Suspiró y se frotó los ojos con vehemencia. Parecía impaciente y se notaba que no le apetecía lo más mínimo estar allí, que había venido solo por cumplir y no porque quisiera acompañarme en un momento tan delicado como ese. Ben no era un mal tipo, pero, tal vez, según su propio código de buenas prácticas amorosas, bastara con pasarse por el hospital cinco minutos y llevarle el tan socorrido té a su novia. La sangre me hirvió al pensarlo. 

—Vete a casa, Ben. 

—¿Estás segura, Ems? No me importa quedarme contigo.

Qué mal mentía.

—Tranquilo, puedo manejar esto yo sola. Ya te llamaré cuando tenga noticias. 

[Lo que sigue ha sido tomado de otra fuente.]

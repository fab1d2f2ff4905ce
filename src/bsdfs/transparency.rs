//! Transparency: adds a Forward lobe of weight `1-opacity` to a child
//! BSDF (spec section 4.2, "Transparency(child, opacity)"). `opacity`
//! is the alpha-texture value already resolved at the hit point by the
//! caller (see `Bsdf::alpha`); the scatter model itself only ever sees
//! concrete per-query scalars, never textures.

use serde::{Deserialize, Serialize};

use crate::bsdfs::{Bsdf, ScatterModel};
use crate::core::geometry::Spectrum;
use crate::core::lobes::{self, Lobes};
use crate::core::pbrt::Float;
use crate::core::rng::Rng;
use crate::core::scatter_event::SurfaceScatterEvent;

#[derive(Debug, Clone, Serialize, Deserialize)]
pub struct Transparency {
    pub child: Box<Bsdf>,
    pub opacity: Float,
}

impl ScatterModel for Transparency {
    fn eval(&self, event: &SurfaceScatterEvent) -> Spectrum {
        if !event.requested_lobes.intersects(self.child.lobes()) {
            return Spectrum::default();
        }
        self.child.eval(event) * self.opacity
    }

    fn sample(&self, event: &mut SurfaceScatterEvent, rng: &mut Rng) -> bool {
        event.draw_direction_sample(rng);
        let wants_forward = event.requested_lobes.intersects(lobes::FORWARD);
        let wants_child = event.requested_lobes.intersects(self.child.lobes());
        if !wants_forward && !wants_child {
            return false;
        }
        let pick_forward = if wants_forward && wants_child {
            event.u1d >= self.opacity
        } else {
            wants_forward
        };
        if pick_forward {
            event.wo = -event.wi;
            event.sampled_lobe = lobes::FORWARD;
            event.pdf = if wants_child { 1.0 - self.opacity } else { 1.0 };
            event.weight = Spectrum::new(1.0, 1.0, 1.0);
        } else {
            if !self.child.sample(event, rng) {
                return false;
            }
            let child_pdf = event.pdf;
            event.pdf = if wants_forward { self.opacity * child_pdf } else { child_pdf };
            if event.pdf <= 0.0 {
                return false;
            }
            event.weight = event.weight * (self.opacity * child_pdf / event.pdf);
        }
        true
    }

    fn pdf(&self, event: &SurfaceScatterEvent) -> Float {
        if !event.requested_lobes.intersects(self.child.lobes()) {
            return 0.0;
        }
        let weight = if event.requested_lobes.intersects(lobes::FORWARD) { self.opacity } else { 1.0 };
        weight * self.child.pdf(event)
    }

    fn lobes(&self) -> Lobes {
        lobes::FORWARD | self.child.lobes()
    }

    fn forward_weight(&self) -> Option<Spectrum> {
        let weight = Spectrum::new(1.0, 1.0, 1.0) * (1.0 - self.opacity);
        if weight.is_black() {
            None
        } else {
            Some(weight)
        }
    }
}
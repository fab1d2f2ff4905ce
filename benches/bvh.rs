//! BVH build and traversal throughput on a synthetic scattered-cube
//! scene, the only acceleration structure this crate ships.

use criterion::{black_box, criterion_group, criterion_main, Criterion};

use radiance_core::accelerators::bvh::{Bvh, BvhBuildPrimitive};
use radiance_core::core::geometry::{Bounds3f, Point3f, Ray, Vector3f};
use radiance_core::core::rng::Rng;

const PRIMITIVE_COUNT: usize = 20_000;
const WORLD_EXTENT: f32 = 1_000.0;
const CUBE_HALF_SIZE: f32 = 0.5;

fn scattered_cubes(count: usize) -> Vec<BvhBuildPrimitive> {
    let mut rng = Rng::new(7, 0);
    (0..count)
        .map(|i| {
            let center = Point3f::new(
                (rng.uniform_float() - 0.5) * 2.0 * WORLD_EXTENT,
                (rng.uniform_float() - 0.5) * 2.0 * WORLD_EXTENT,
                (rng.uniform_float() - 0.5) * 2.0 * WORLD_EXTENT,
            );
            let half = Vector3f::new(CUBE_HALF_SIZE, CUBE_HALF_SIZE, CUBE_HALF_SIZE);
            BvhBuildPrimitive::new(i as u32, Bounds3f::new(center - half, center + half))
        })
        .collect()
}

fn build_benchmark(c: &mut Criterion) {
    c.bench_function("bvh_build_20k", |b| {
        b.iter(|| {
            let prims = scattered_cubes(PRIMITIVE_COUNT);
            black_box(Bvh::build(prims, 4));
        })
    });
}

fn intersect_benchmark(c: &mut Criterion) {
    let bvh = Bvh::build(scattered_cubes(PRIMITIVE_COUNT), 4);
    let mut rng = Rng::new(11, 0);
    c.bench_function("bvh_intersect_20k", |b| {
        b.iter(|| {
            let o = Point3f::new(
                (rng.uniform_float() - 0.5) * 2.0 * WORLD_EXTENT,
                (rng.uniform_float() - 0.5) * 2.0 * WORLD_EXTENT,
                (rng.uniform_float() - 0.5) * 2.0 * WORLD_EXTENT,
            );
            let mut ray = Ray::new(o, Vector3f::new(0.0, 0.0, 1.0));
            black_box(bvh.intersect(&mut ray, |_, _| true));
        })
    });
}

criterion_group!(benches, build_benchmark, intersect_benchmark);
criterion_main!(benches);
//! Diffuse transmission: a Lambertian lobe on the far side of the
//! surface instead of the near side (spec section 4.2).

use serde::{Deserialize, Serialize};

use crate::bsdfs::ScatterModel;
use crate::core::frame::{abs_cos_theta, cos_theta, same_hemisphere};
use crate::core::geometry::Spectrum;
use crate::core::lobes::{self, Lobes};
use crate::core::pbrt::Float;
use crate::core::rng::Rng;
use crate::core::sampling::{cosine_hemisphere_pdf, cosine_sample_hemisphere, INV_PI};
use crate::core::scatter_event::SurfaceScatterEvent;

#[derive(Debug, Copy, Clone, Serialize, Deserialize)]
pub struct DiffuseTransmission {
    pub albedo: Spectrum,
}

impl ScatterModel for DiffuseTransmission {
    fn eval(&self, event: &SurfaceScatterEvent) -> Spectrum {
        if !event.requested_lobes.intersects(lobes::DIFFUSE_TRANSMISSION)
            || same_hemisphere(&event.wi, &event.wo)
            || cos_theta(&event.wi) == 0.0
        {
            return Spectrum::default();
        }
        self.albedo * (INV_PI * abs_cos_theta(&event.wo))
    }

    fn sample(&self, event: &mut SurfaceScatterEvent, rng: &mut Rng) -> bool {
        if !event.requested_lobes.intersects(lobes::DIFFUSE_TRANSMISSION) || cos_theta(&event.wi) == 0.0 {
            return false;
        }
        event.draw_direction_sample(rng);
        let mut wo = cosine_sample_hemisphere(&event.u);
        if event.wi.z > 0.0 {
            wo.z = -wo.z;
        }
        event.wo = wo;
        event.pdf = cosine_hemisphere_pdf(abs_cos_theta(&wo));
        event.sampled_lobe = lobes::DIFFUSE_TRANSMISSION;
        if event.pdf <= 0.0 {
            return false;
        }
        event.weight = self.albedo;
        true
    }

    fn pdf(&self, event: &SurfaceScatterEvent) -> Float {
        if !event.requested_lobes.intersects(lobes::DIFFUSE_TRANSMISSION) || same_hemisphere(&event.wi, &event.wo) {
            return 0.0;
        }
        cosine_hemisphere_pdf(abs_cos_theta(&event.wo))
    }

    fn lobes(&self) -> Lobes {
        lobes::DIFFUSE_TRANSMISSION
    }
}
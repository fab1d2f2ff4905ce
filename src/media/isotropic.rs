//! Isotropic phase function: uniform scattering in all directions (spec
//! section 4.2, "Phase functions").

use crate::core::geometry::{Point2f, Spectrum, Vector3f};
use crate::core::pbrt::Float;
use crate::core::rng::Rng;
use crate::core::sampling::{uniform_sample_sphere, uniform_sphere_pdf, INV_4_PI};
use crate::media::PhaseFunction;

#[derive(Debug, Default, Copy, Clone)]
pub struct Isotropic;

impl PhaseFunction for Isotropic {
    fn eval(&self, _wi: &Vector3f, _wo: &Vector3f) -> Spectrum {
        Spectrum::new(INV_4_PI, INV_4_PI, INV_4_PI)
    }

    fn sample(&self, _wi: &Vector3f, rng: &mut Rng) -> Option<(Vector3f, Float)> {
        let u = Point2f { x: rng.uniform_float(), y: rng.uniform_float() };
        let wo = uniform_sample_sphere(u);
        Some((wo, uniform_sphere_pdf()))
    }

    fn pdf(&self, _wi: &Vector3f, _wo: &Vector3f) -> Float {
        uniform_sphere_pdf()
    }
}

Su semblante, tenso hasta ese momento, demudó en un notable alivio. Un beso rápido en la mejilla y se largó. En cuanto hubo desaparecido, tiré aquel terrible brebaje a la papelera y volví a sentarme. Brazos cruzados sobre el pecho, cabeza contra la pared, bolso encima de las piernas. Bostecé de puro aburrimiento. «Ojalá pudiera matar el tiempo de alguna manera», me dije. Miré hacia un lado. Pasillo atestado de camillas, sillas de ruedas, pacientes y personal sanitario. Miré hacia el otro. Reparé en las revistas amontonadas sobre una anticuada mesa de cristal en medio de la sala. No es que antes no las hubiera visto, lo que ocurre es que ni Hello! ni Country Living ni Private Eye me interesaban en absoluto. Sin embargo, encima de esa pila de ejemplares manoseados, había uno de National Geographic en el que no había reparado hasta entonces y pensé que podría estar bien echarle un vistazo. Alargué la mano y tomé la revista. La abrí por una página al azar, ignorando que, con aquel gesto, había invitado al destino a venir hacia mí con las fauces abiertas. Mi retina registró una imagen hermosa y la gélida bola de acero que se balanceaba en mis tripas comenzó a disolverse. Un cielo vertiginoso y sin una sola nube se derramaba sobre un océano brillante por los destellos del sol. La línea blanca, curva y espumosa de una ola engullía la orilla de una playa salvaje de arena negra recortada por un espeso valle verde. En ese preciso instante, la química de mi cerebro comenzó a trabajar. Es posible que experimentara algo parecido al síndrome de Stendhal porque, de repente, fui consciente de que me temblaban las manos y el corazón me latía a un ritmo más rápido de lo normal. No podía dejar de mirar la fotografía; era hipnótica, parecía de otro mundo. Aquel lugar, si es que existía, desprendía tanta luz y tanta vida que, por un momento, me olvidé de que estaba en la sala de espera de un hospital, rodeada de personas de rostro macilento que murmuraban letanías lastimeras. Pero sí que existía.